Smart Manufacturing and Maintenance

Exploit the full potential of your data to boost manufacturing and maintenance!

The new industrial revolution is driven by the data collected via new-generation information and sensor technologies. This enables the optimization of a factory or a service-logistics network as a whole, instead of sub-optimizing business units and processes separately.

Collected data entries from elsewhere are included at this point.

impl DerivWsClient {
    pub fn new(ws_url: String) -> Self {
        Self {
            ws_url,
            backoff: ExponentialBackoff::default(),
            keepalive: KEEPALIVE_EVERY,
            connect_timeout: CONNECT_TIMEOUT,
        }
    }

    pub fn with_backoff(mut self, backoff: ExponentialBackoff) -> Self {
        self.backoff = backoff;
        self
    }

    /// Ping period. The read-idle deadline is twice this.
    pub fn with_keepalive(mut self, keepalive: Duration) -> Self {
        self.keepalive = keepalive;
        self
    }

    /// Upper bound on TCP connect plus websocket handshake.
    pub fn with_connect_timeout(mut self, connect_timeout: Duration) -> Self {
        self.connect_timeout = connect_timeout;
        self
    }

    fn idle_timeout(&self) -> Duration {
        self.keepalive.saturating_mul(2)
    }

    async fn send_subscriptions(
        write: &mut (impl futures::Sink<Message, Error = tungstenite::Error> + Unpin),
        symbols: &[String],
    ) -> Result<(), FeedError> {
        for symbol in symbols {
            write
                .send(Message::Text(subscribe_request(symbol).into()))
                .await?;
            debug!(symbol = %symbol, "tick subscription sent");
        }
        Ok(())
    }

    /// Best-effort close frame; a stalled socket does not hold up shutdown.
    async fn close_quietly(
        write: &mut (impl futures::Sink<Message, Error = tungstenite::Error> + Unpin),
    ) {
        let _ = tokio::time::timeout(CLOSE_GRACE, write.send(Message::Close(None))).await;
    }

    /// One connection lifetime: connect, subscribe, pump frames.
    ///
    /// `attempt` is reset once subscriptions are on the wire. Every await
    /// in here is raced against `cancel`.
    async fn run_session(
        &self,
        symbols: &[String],
        sender: &Sender<FeedEvent>,
        cancel: &CancellationToken,
        attempt: &mut usize,
    ) -> Result<SessionEnd, FeedError> {
        let connect = tokio::time::timeout(self.connect_timeout, connect_async(self.ws_url.as_str()));
        let (ws, _) = tokio::select! {
            _ = cancel.cancelled() => return Ok(SessionEnd::Cancelled),
            res = connect => res.map_err(|_| {
                FeedError::Disconnected(format!(
                    "handshake timed out after {}ms",
                    self.connect_timeout.as_millis()
                ))
            })??,
        };
        let (mut write, mut read) = ws.split();

        tokio::select! {
            _ = cancel.cancelled() => return Ok(SessionEnd::Cancelled),
            res = Self::send_subscriptions(&mut write, symbols) => res?,
        }
        *attempt = 0;
        info!(url = %self.ws_url, symbols = symbols.len(), "tick feed subscribed");

        let mut keepalive = tokio::time::interval(self.keepalive);
        keepalive.set_missed_tick_behavior(MissedTickBehavior::Delay);
        // first tick fires immediately
        keepalive.tick().await;

        let idle_timeout = self.idle_timeout();
        let idle = tokio::time::sleep(idle_timeout);
        tokio::pin!(idle);

        loop {
            tokio::select! {
                _ = cancel.cancelled() => {
                    Self::close_quietly(&mut write).await;
                    return Ok(SessionEnd::Cancelled);
                }
                _ = &mut idle => {
                    return Err(FeedError::Disconnected(format!(
                        "idle timeout: no frame for {}ms",
                        idle_timeout.as_millis()
                    )));
                }
                _ = keepalive.tick() => {
                    let ping = write.send(Message::Text(ping_request().into()));
                    match tokio::time::timeout(self.keepalive, ping).await {
                        Ok(res) => res?,
                        Err(_) => return Err(FeedError::Disconnected("keep-alive write stalled".into())),
                    }
                }
                frame = read.next() => {
                    let msg = match frame {
                        Some(Ok(m)) => m,
                        Some(Err(e)) => return Err(FeedError::Transport(e)),
                        None => return Err(FeedError::Disconnected("stream ended".into())),
                    };
                    idle.as_mut().reset(Instant::now() + idle_timeout);

                    let event = match msg {
                        Message::Text(text) => match parse_feed_event(text.as_str(), now_ms()) {
                            Ok(Some(event)) => event,
                            Ok(None) => continue,
                            Err(e) => FeedEvent::Malformed(e.to_string()),
                        },
                        Message::Close(frame) => {
                            let reason = frame
                                .map(|f| f.reason.as_str().to_string())
                                .unwrap_or_else(|| "no reason".into());
                            return Err(FeedError::Disconnected(format!("closed by server: {reason}")));
                        }
                        // ping/pong frames are answered by tungstenite
                        _ => continue,
                    };

                    tokio::select! {
                        _ = cancel.cancelled() => {
                            Self::close_quietly(&mut write).await;
                            return Ok(SessionEnd::Cancelled);
                        }
                        res = sender.send(event) => {
                            if res.is_err() {
                                return Ok(SessionEnd::ReceiverGone);
                            }
                        }
                    }
                }
            }
        }
    }
}

#[async_trait]
impl QuoteFeed for DerivWsClient {
    /// Main websocket loop. Never gives up unless the backoff is bounded.
    async fn stream_ticks(
        &self,
        symbols: Vec<String>,
        sender: Sender<FeedEvent>,
        cancel: CancellationToken,
    ) -> anyhow::Result<()> {
        let mut attempt = 0usize;

        loop {
            if cancel.is_cancelled() {
                return Ok(());
            }

            info!(url = %self.ws_url, attempt, "connecting to tick feed");

            match self.run_session(&symbols, &sender, &cancel, &mut attempt).await {
                Ok(SessionEnd::Cancelled) => {
                    info!("tick feed cancelled");
                    return Ok(());
                }
                Ok(SessionEnd::ReceiverGone) => {
                    info!("tick receiver dropped, closing feed");
                    return Ok(());
                }
                Err(e) => warn!(error = %e, attempt, "tick feed disconnected"),
            }

            let Some(delay) = self.backoff.next_delay(attempt) else {
                error!(attempt, "tick feed reconnect attempts exhausted");
                anyhow::bail!("tick feed gave up after {attempt} reconnect attempts");
            };
            attempt += 1;

            info!(delay_ms = delay.as_millis() as u64, attempt, "reconnecting to tick feed");

            tokio::select! {
                _ = cancel.cancelled() => return Ok(()),
                _ = tokio::time::sleep(delay) => {}
            }
        }
    }
}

The new industrial revolution (Industry 4.0) is driven by new generation information and sensor technologies such as cloud computing, big data and data analytics, robotics and additive manufacturing. These technologies create the internet of things (IoT) in which objects (products, machines, factories, warehouses, customers) are all connected. The increased availability of massive amounts of sensor and manufacturing data that can be shared among the whole supply chain will enable integrated planning in industry to improve manufacturing and maintenance processes and to develop innovative products and services.

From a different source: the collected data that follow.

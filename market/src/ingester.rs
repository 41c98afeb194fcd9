//! StreamIngester
//!
//! Keeps the tick buffers fed from the live quote stream.
//! Responsibilities:
//!   • Spawn the feed task that owns the long-lived connection
//!   • Route every incoming tick to its instrument's buffer
//!   • Drop and log malformed frames and unexpected symbols
//!   • Count what it saw so the stream's end can be summarized
//!
//! StreamIngester is an Arc-managed async service, so the feed task and
//! the processing loop can both hold it without lifetime issues.

use std::sync::Arc;

use tokio::sync::mpsc::{self, Receiver};
use tokio_util::sync::CancellationToken;
use tracing::{debug, error, info, warn};

use crate::error::IngestError;
use crate::feed::QuoteFeed;
use crate::registry::TickRegistry;
use crate::types::FeedEvent;

const DEFAULT_CHANNEL_CAPACITY: usize = 1024;

/// What happened to a single feed event.
#[derive(Debug, Clone, Copy, PartialEq, Eq)]
pub enum Dispatch {
    Stored,
    UnknownSymbol,
    Malformed,
    FeedError,
    Ignored,
}

/// Running counters for one ingestion lifetime.
#[derive(Debug, Default, Clone, Copy, PartialEq, Eq)]
pub struct IngestStats {
    pub ticks: u64,
    pub unknown_symbols: u64,
    pub malformed: u64,
    pub feed_errors: u64,
}

impl IngestStats {
    fn record(&mut self, outcome: Dispatch) {
        match outcome {
            Dispatch::Stored => self.ticks += 1,
            Dispatch::UnknownSymbol => self.unknown_symbols += 1,
            Dispatch::Malformed => self.malformed += 1,
            Dispatch::FeedError => self.feed_errors += 1,
            Dispatch::Ignored => {}
        }
    }
}

pub struct StreamIngester<F> {
    /// Per-instrument buffers, shared with the cycle driver
    pub registry: Arc<TickRegistry>,

    /// Inbound transport implementation
    pub feed: Arc<F>,

    channel_capacity: usize,
}

impl<F: QuoteFeed> StreamIngester<F> {
    pub fn new(feed: Arc<F>, registry: Arc<TickRegistry>) -> Arc<Self> {
        Arc::new(Self {
            registry,
            feed,
            channel_capacity: DEFAULT_CHANNEL_CAPACITY,
        })
    }

    /// Start the feed and process its events until it stops.
    ///
    /// Returns the feed's own error if it gave up; a cancelled or
    /// exhausted stream returns the collected stats.
    pub async fn run(self: Arc<Self>, cancel: CancellationToken) -> anyhow::Result<IngestStats> {
        let (tx, rx) = mpsc::channel(self.channel_capacity);

        let feed = Arc::clone(&self.feed);
        let symbols = self.registry.symbols();
        info!(symbols = ?symbols, "starting tick ingestion");

        let feed_task = tokio::spawn(async move { feed.stream_ticks(symbols, tx, cancel).await });

        let stats = self.process_event_stream(rx).await;

        info!(
            ticks = stats.ticks,
            unknown_symbols = stats.unknown_symbols,
            malformed = stats.malformed,
            feed_errors = stats.feed_errors,
            "tick stream ended"
        );

        match feed_task.await {
            Ok(Ok(())) => Ok(stats),
            Ok(Err(e)) => {
                error!(error = %e, "tick feed stopped delivering");
                Err(e)
            }
            Err(e) => Err(anyhow::anyhow!("tick feed task failed: {e}")),
        }
    }

    /// Drain `event_rx` until every sender is gone.
    pub async fn process_event_stream(&self, mut event_rx: Receiver<FeedEvent>) -> IngestStats {
        let mut stats = IngestStats::default();

        while let Some(event) = event_rx.recv().await {
            stats.record(self.dispatch(event));
        }

        stats
    }

    /// Route one event. Never fails; problems are logged and counted.
    pub fn dispatch(&self, event: FeedEvent) -> Dispatch {
        match event {
            FeedEvent::Tick(tick) => match self.registry.push(tick) {
                Ok(_) => Dispatch::Stored,
                Err(IngestError::UnknownSymbol(symbol)) => {
                    warn!(symbol = %symbol, "unexpected symbol, tick dropped");
                    Dispatch::UnknownSymbol
                }
            },
            FeedEvent::Malformed(reason) => {
                warn!(reason = %reason, "malformed feed event dropped");
                Dispatch::Malformed
            }
            FeedEvent::Error {
                code,
                message,
                symbol,
            } => {
                warn!(code = %code, message = %message, symbol = ?symbol, "feed reported an error");
                Dispatch::FeedError
            }
            FeedEvent::Subscribed {
                symbol,
                subscription_id,
            } => {
                info!(symbol = ?symbol, subscription_id = %subscription_id, "subscription confirmed");
                Dispatch::Ignored
            }
            FeedEvent::Pong => Dispatch::Ignored,
            FeedEvent::Unknown(value) => {
                debug!(event = %value, "unknown feed event");
                Dispatch::Ignored
            }
        }
    }
}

The digitizing industry bears the promise to improve and integrate manufacturing and maintenance planning, thus facilitating the optimization of a factory as a whole, instead of sub-optimizing business units and processes separately. Integrated planning will lead to higher and more flexible production capacity, more efficient maintenance, more reliable production lead times, and lower stock levels. To make this promise come true, the current way of making separate plans for manufacturing and maintenance based on ad-hoc collected data must change.

Research challenges

  • Development of data-collection and data-aggregation techniques to parameterize production, estimation, prediction and maintenance models.
  • Implementation of advanced prediction and estimation techniques (e.g. failures, wear out, demand).
  • Investigate simulation-based optimization techniques.
  • Creation of data-driven integrated prediction and optimization models.
  • Development of a data-driven decision-making framework at operational and tactical level to support integrated production planning and predictive maintenance.
  • Analysis of the value of integrated planning for the whole factory.

Project examples

  • Daisy4Offshore,TKI WoZ
    To develop new algorithms for early failure detection to support maintenance of offshore wind turbines.
  • Dynamerge, NWO
    Develop new models for emergency service logistics, dynamic planning at operational level, and network design with companies such as Philips, Brandweer Amsterdam, CWI. 
    Develop a predictive maintenance platform for smart manufacturing, fleet management, energy production and healthcare.
  • Philips Data Science for health flagship
    A joint initiative by Philips and TU/e to create new methods and tools for the smart maintenance of healthcare imaging systems. 
  • ProSeLo Next, TKI Dinalog
    Creating new predictive maintenance approaches, service business models, and control towers with Marel, Océ, ASML, and Vanderlande.

Success stories

  • ASML 
    A software tool is developed for tactical and operational planning of spare parts that go through engineering changes. The tool uses data from multiple sources within ASML to improve the quality of the planning, which leads to less emergencies, and a reduction of the total workload for the planners.
  • Marel Stork
    A sensor system has been developed to continuously monitor the condition of the chain of an overhead conveyor system in a poultry processing plant. This system is capable to accurately monitor and predict the chain length over time, enabling engineers to perform the right maintenance at the right point in time.
  • Nexperia
    Advanced optimization algorithms have been developed to automate and improve the weekly scheduling of hundreds of production batches on assembly lines in Nexperia’s semi-conductor plants. Substantial capacity gain is shown to be feasible.
  • NXP
    26 gigabytes of production data is translated into valuable information for maintenance managers and engineers. Based on a fluid-flow simulator, a software tool has been developed. Overall equipment efficiency has increased since implementation of the software. 
  • Philips Data Science for health flagship
    A data-driven approach was developed for the prediction of the useful remaining lifetime of critical components. This approach was implemented into a tool permitting the characterization of the criticality of a predictive alarm and facilitating proactive maintenance.